**MATERIAL FOR THIS TASK**
┄┄┄┄┄┄┄┄┄┄

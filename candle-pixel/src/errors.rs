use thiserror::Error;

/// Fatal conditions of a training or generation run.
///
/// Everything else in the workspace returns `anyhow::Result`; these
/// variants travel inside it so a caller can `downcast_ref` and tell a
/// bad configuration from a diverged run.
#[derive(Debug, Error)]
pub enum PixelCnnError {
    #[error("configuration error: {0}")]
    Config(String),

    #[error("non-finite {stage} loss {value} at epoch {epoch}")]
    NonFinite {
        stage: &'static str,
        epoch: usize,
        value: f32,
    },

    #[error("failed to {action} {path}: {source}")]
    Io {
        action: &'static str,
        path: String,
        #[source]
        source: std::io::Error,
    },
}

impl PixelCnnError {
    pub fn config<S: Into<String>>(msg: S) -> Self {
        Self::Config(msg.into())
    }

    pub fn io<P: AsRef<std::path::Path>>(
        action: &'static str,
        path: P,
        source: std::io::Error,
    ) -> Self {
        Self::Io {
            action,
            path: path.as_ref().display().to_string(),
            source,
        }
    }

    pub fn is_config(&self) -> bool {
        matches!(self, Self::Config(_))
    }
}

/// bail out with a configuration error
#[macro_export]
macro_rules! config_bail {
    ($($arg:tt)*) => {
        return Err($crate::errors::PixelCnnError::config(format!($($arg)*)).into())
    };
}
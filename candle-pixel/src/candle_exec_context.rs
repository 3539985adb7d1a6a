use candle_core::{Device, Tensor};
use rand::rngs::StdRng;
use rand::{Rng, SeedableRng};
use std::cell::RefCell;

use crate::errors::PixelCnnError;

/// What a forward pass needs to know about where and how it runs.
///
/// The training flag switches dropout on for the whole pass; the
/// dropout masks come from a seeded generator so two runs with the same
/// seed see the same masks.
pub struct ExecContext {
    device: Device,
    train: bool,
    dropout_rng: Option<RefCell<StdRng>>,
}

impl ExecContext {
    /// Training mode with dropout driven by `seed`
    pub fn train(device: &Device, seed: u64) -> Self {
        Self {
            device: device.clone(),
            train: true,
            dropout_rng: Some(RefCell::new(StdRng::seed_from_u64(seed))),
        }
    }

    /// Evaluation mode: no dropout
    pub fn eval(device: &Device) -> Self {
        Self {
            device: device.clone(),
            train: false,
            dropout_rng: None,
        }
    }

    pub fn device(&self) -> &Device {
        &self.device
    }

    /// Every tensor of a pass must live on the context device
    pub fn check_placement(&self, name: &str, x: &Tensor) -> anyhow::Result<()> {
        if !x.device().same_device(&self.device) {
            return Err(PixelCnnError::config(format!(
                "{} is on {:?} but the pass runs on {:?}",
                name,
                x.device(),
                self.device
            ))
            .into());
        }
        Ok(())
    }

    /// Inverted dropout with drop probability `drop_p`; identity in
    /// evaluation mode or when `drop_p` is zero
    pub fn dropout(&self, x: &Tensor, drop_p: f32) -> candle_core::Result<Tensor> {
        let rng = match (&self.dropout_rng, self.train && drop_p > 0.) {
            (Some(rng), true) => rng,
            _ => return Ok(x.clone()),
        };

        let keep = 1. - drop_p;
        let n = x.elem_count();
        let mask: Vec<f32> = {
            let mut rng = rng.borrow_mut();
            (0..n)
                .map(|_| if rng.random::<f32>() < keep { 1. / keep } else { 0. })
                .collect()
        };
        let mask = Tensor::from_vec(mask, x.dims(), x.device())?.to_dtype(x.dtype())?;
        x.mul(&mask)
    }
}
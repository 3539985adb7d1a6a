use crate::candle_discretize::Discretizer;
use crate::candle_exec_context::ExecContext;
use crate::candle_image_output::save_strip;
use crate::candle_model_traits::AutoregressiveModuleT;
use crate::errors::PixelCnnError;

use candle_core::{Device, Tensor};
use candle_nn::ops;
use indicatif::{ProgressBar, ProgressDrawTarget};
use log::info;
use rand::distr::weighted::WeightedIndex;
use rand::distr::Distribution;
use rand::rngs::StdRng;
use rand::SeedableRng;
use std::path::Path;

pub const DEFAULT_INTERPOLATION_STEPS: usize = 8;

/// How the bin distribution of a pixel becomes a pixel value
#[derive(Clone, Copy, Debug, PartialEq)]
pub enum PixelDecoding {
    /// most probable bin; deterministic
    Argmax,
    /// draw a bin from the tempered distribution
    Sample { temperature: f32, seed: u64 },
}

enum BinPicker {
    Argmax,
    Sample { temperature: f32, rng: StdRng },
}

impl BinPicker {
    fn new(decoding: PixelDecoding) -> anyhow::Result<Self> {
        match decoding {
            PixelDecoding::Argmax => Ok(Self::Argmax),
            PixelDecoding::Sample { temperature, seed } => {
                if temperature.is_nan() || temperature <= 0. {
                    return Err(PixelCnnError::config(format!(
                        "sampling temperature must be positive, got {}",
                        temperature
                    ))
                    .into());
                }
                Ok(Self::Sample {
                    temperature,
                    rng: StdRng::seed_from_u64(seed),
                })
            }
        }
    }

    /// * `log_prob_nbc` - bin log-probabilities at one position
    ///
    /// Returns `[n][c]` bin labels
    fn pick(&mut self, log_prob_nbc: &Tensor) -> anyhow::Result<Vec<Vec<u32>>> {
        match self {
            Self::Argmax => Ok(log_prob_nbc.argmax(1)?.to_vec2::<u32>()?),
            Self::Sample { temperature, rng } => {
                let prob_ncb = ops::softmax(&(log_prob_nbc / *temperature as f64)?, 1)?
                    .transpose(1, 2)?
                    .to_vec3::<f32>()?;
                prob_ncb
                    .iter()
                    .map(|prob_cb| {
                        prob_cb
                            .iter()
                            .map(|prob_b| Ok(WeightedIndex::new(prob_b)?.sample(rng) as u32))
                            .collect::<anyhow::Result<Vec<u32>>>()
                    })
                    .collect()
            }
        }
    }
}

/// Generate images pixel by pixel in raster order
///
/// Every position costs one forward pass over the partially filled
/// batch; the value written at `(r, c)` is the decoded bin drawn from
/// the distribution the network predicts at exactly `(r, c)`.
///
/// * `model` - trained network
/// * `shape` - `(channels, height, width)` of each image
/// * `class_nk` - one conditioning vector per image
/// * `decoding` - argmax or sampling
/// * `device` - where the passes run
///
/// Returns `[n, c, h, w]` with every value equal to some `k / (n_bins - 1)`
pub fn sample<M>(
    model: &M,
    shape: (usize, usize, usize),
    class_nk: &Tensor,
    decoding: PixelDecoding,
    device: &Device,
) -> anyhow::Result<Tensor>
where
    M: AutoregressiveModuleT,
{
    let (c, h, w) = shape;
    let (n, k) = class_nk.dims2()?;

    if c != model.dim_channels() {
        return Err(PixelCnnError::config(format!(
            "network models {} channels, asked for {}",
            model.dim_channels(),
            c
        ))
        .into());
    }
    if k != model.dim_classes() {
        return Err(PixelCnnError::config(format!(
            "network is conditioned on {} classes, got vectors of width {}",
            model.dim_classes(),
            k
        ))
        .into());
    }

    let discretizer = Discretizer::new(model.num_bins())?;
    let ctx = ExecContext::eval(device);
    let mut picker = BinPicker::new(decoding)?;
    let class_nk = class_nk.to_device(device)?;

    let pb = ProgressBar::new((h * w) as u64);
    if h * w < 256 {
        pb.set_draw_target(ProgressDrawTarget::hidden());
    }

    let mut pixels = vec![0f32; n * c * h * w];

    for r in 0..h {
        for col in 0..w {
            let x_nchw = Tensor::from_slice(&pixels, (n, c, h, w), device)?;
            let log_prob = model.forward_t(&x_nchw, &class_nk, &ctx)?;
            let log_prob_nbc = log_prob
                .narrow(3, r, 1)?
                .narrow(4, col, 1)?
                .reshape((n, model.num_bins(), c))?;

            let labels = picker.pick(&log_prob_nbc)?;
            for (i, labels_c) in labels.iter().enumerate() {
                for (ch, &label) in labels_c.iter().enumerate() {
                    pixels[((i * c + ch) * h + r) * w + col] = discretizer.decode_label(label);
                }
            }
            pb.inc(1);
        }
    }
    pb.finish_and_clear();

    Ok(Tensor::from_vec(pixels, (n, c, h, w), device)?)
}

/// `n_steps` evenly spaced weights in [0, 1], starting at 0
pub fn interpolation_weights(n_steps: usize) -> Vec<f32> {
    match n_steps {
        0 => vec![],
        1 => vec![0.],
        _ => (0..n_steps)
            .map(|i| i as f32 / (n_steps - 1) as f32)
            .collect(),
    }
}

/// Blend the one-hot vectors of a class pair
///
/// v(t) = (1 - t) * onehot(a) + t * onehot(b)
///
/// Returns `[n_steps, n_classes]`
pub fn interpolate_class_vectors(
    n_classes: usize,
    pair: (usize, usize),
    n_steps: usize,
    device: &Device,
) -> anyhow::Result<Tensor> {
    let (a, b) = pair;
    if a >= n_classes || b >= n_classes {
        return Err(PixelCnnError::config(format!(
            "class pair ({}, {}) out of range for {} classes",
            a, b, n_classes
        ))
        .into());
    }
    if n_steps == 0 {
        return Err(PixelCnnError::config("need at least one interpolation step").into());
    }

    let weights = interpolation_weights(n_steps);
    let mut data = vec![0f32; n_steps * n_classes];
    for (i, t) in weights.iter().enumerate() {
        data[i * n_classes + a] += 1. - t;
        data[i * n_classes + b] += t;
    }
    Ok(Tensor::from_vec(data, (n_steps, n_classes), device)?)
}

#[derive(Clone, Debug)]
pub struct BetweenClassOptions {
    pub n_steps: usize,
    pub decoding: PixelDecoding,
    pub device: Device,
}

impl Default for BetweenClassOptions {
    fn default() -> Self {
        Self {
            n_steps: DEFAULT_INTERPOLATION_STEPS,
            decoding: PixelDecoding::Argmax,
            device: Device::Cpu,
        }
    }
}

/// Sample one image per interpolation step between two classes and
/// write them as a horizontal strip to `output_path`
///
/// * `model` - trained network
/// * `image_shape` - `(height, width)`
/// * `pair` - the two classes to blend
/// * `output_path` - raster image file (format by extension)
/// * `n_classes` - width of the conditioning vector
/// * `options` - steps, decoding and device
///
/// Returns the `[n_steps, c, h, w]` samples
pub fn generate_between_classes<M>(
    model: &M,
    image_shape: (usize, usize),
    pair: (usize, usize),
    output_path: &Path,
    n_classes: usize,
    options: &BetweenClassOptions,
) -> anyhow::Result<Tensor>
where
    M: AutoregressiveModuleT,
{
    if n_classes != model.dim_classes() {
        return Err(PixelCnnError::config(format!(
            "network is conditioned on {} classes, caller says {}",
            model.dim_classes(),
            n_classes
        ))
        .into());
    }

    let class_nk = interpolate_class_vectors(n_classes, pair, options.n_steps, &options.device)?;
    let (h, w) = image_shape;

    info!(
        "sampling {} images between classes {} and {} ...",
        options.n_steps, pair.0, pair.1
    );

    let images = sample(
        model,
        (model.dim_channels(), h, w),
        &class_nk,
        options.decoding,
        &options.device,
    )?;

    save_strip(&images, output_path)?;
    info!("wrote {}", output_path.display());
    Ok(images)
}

┄┄┄┄┄┄┄┄┄┄

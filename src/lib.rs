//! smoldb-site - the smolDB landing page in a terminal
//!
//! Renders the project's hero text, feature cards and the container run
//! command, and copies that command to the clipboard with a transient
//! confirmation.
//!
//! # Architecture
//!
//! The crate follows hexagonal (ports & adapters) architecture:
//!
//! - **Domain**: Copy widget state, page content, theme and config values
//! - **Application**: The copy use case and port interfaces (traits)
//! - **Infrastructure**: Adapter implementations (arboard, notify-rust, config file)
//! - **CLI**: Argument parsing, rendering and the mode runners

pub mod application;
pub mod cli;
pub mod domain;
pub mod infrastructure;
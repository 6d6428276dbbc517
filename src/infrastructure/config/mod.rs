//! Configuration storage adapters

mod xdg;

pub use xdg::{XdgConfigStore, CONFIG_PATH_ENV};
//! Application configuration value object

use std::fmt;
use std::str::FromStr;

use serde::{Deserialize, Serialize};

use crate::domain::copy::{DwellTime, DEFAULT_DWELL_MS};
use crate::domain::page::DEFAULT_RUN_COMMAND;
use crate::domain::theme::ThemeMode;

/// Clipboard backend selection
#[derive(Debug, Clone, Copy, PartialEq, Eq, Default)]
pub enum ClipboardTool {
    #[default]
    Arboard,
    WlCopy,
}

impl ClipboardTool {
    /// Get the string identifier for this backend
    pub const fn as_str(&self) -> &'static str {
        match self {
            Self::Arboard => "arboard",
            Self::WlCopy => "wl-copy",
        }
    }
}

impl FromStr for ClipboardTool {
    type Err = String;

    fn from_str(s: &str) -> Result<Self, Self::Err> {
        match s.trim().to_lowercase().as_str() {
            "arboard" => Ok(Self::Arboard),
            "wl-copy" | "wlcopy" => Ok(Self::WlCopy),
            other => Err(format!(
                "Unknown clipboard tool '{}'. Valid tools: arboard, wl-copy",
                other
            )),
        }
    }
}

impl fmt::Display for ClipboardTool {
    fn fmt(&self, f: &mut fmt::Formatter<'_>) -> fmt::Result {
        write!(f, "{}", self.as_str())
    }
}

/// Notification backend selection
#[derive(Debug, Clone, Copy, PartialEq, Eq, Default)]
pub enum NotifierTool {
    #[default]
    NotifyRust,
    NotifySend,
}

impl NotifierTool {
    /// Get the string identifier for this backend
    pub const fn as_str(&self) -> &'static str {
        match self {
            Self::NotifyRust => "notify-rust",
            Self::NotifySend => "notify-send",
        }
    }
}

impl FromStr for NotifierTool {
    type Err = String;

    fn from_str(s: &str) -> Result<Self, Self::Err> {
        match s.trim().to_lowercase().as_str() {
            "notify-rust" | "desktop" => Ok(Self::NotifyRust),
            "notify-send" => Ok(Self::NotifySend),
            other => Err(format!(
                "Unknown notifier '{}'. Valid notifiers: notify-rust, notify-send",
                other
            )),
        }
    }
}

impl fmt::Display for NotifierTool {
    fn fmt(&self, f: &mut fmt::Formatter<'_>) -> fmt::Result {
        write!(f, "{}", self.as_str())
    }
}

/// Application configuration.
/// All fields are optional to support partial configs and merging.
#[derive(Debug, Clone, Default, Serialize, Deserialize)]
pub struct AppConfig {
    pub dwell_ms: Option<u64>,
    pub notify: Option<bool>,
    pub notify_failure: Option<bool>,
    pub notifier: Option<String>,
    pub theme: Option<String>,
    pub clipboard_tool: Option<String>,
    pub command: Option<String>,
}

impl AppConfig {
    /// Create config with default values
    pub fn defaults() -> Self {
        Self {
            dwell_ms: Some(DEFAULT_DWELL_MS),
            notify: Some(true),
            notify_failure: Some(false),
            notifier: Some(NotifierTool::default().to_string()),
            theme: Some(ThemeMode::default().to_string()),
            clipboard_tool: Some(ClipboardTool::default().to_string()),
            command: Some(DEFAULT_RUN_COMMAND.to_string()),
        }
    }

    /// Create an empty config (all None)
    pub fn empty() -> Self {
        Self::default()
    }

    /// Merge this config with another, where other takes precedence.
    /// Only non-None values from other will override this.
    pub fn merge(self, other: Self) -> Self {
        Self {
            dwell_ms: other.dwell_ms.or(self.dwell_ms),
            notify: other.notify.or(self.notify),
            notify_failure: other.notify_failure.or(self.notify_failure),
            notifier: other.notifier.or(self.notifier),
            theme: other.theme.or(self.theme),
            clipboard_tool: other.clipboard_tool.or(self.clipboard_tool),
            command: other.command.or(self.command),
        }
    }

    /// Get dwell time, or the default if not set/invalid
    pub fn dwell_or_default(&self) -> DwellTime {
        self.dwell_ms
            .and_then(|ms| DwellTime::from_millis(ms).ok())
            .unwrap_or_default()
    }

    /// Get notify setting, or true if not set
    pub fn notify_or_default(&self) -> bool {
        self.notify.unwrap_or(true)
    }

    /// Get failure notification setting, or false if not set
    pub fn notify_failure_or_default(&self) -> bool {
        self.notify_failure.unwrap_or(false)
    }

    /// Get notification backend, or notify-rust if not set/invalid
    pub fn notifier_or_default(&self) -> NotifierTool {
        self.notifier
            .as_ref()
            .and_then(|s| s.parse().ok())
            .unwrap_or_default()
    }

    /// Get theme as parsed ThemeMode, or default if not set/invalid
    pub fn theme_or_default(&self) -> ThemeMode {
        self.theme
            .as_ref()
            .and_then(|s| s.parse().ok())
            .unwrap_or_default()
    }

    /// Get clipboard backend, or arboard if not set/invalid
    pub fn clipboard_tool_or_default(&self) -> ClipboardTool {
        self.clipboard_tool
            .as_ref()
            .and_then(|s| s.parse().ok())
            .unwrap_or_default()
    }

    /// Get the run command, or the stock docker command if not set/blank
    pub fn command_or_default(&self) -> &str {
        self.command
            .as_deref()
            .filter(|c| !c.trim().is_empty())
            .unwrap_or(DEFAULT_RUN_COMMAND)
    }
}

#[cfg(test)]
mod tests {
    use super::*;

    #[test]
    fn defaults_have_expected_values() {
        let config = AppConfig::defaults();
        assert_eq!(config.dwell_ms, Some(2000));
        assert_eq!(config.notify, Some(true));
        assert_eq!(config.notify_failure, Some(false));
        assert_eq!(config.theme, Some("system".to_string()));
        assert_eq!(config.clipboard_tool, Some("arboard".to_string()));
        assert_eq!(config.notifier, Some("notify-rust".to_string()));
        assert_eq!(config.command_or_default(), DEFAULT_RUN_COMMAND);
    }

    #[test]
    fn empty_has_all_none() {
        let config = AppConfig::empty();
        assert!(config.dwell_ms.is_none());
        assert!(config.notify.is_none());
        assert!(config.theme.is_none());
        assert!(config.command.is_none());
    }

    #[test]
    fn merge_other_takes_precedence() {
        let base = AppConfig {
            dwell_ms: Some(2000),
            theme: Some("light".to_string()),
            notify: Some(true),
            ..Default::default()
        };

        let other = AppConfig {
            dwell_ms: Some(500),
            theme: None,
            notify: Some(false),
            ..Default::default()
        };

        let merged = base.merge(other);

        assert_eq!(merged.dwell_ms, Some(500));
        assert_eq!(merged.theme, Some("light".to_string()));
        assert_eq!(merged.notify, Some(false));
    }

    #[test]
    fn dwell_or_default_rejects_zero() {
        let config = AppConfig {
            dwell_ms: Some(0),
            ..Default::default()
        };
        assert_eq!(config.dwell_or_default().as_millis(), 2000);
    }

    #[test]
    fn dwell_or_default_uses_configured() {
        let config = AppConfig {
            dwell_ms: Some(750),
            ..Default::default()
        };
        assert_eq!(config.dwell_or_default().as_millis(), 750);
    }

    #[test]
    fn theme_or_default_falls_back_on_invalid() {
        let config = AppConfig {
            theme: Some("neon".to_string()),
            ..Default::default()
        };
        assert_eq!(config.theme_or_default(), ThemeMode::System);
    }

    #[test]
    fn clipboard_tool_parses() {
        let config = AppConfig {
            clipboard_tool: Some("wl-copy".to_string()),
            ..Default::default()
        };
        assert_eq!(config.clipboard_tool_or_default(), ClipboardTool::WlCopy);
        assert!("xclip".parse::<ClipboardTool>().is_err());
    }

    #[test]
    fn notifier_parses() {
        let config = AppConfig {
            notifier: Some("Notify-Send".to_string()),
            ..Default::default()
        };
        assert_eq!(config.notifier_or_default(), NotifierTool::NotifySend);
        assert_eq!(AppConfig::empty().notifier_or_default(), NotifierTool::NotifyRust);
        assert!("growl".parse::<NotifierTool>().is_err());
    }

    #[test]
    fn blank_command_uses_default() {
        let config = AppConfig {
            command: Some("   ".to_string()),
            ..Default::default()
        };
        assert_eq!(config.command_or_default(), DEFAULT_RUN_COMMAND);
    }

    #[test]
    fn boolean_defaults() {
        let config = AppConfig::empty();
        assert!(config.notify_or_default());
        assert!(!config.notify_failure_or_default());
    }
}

┄┄┄┄┄┄┄┄┄┄

**EXERCISE DETAILS**
Scan the records for the word "Unknown". Copy each line where it turns up.

**OUTPUT FOR THIS TASK**
                "Unknown clipboard tool '{}'. Valid tools: arboard, wl-copy",
                "Unknown notifier '{}'. Valid notifiers: notify-rust, notify-send",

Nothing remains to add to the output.